Your task: Sort through the listing below and keep each line with the word "tracing". Copy those.

*** Begin section ***

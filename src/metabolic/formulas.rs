//! Metabolic formulas
//!
//! Mifflin-St Jeor BMR, activity-scaled TDEE, deficit targets with a safety
//! floor, and the U.S. Navy circumference body-fat estimate. All functions
//! are pure; input plausibility is the caller's responsibility.

use crate::models::Sex;

/// Default daily deficit for weight loss (kcal)
pub const DEFAULT_DEFICIT_KCAL: f64 = 500.0;

/// Fixed lower bound on a calorie target (kcal)
pub const MINIMUM_CALORIES_KCAL: f64 = 1200.0;

/// Basal Metabolic Rate via Mifflin-St Jeor
///
/// Male: `10*kg + 6.25*cm - 5*years + 5`
/// Female: `10*kg + 6.25*cm - 5*years - 161`
///
/// No bounds checking; negative or zero inputs propagate arithmetically.
pub fn bmr(weight_kg: f64, height_cm: f64, age_years: f64, sex: Sex) -> f64 {
    let sex_offset = match sex {
        Sex::Male => 5.0,
        Sex::Female => -161.0,
    };
    10.0 * weight_kg + 6.25 * height_cm - 5.0 * age_years + sex_offset
}

/// Total Daily Energy Expenditure
///
/// `activity_factor` is the PAL scalar. The typical range 1.2 (sedentary)
/// to 1.9 (extremely active) is advisory, not enforced.
pub fn tdee(bmr: f64, activity_factor: f64) -> f64 {
    bmr * activity_factor
}

/// Suggested intake for weight loss, clamped to the 1200 kcal floor
pub fn target_calories(tdee: f64, deficit_kcal: f64) -> f64 {
    (tdee - deficit_kcal).max(MINIMUM_CALORIES_KCAL)
}

/// Body-fat percentage via the U.S. Navy circumference method
///
/// Returns `None` when a required measurement is missing or zero; hip is
/// required for females only. The result is rounded to one decimal.
///
/// Measurement plausibility is not guarded: `waist <= neck` (male) or
/// `waist + hip <= neck` (female) feeds a non-positive value to `log10` and
/// the NaN/infinity propagates to the caller.
pub fn body_fat_navy(
    sex: Sex,
    height_cm: f64,
    neck_cm: f64,
    waist_cm: f64,
    hip_cm: Option<f64>,
) -> Option<f64> {
    if height_cm <= 0.0 || neck_cm <= 0.0 || waist_cm <= 0.0 {
        tracing::debug!(
            height_cm,
            neck_cm,
            waist_cm,
            "body fat skipped: required measurement missing"
        );
        return None;
    }

    let percentage = match sex {
        Sex::Male => {
            495.0
                / (1.0324 - 0.19077 * (waist_cm - neck_cm).log10()
                    + 0.15456 * height_cm.log10())
                - 450.0
        }
        Sex::Female => {
            let hip_cm = match hip_cm {
                Some(h) if h > 0.0 => h,
                _ => {
                    tracing::debug!("body fat skipped: hip measurement required for female");
                    return None;
                }
            };
            495.0
                / (1.29579 - 0.35004 * (waist_cm + hip_cm - neck_cm).log10()
                    + 0.22100 * height_cm.log10())
                - 450.0
        }
    };

    Some((percentage * 10.0).round() / 10.0)
}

*** End section ***

Answer space:
        tracing::debug!(
                    tracing::debug!("body fat skipped: hip measurement required for female");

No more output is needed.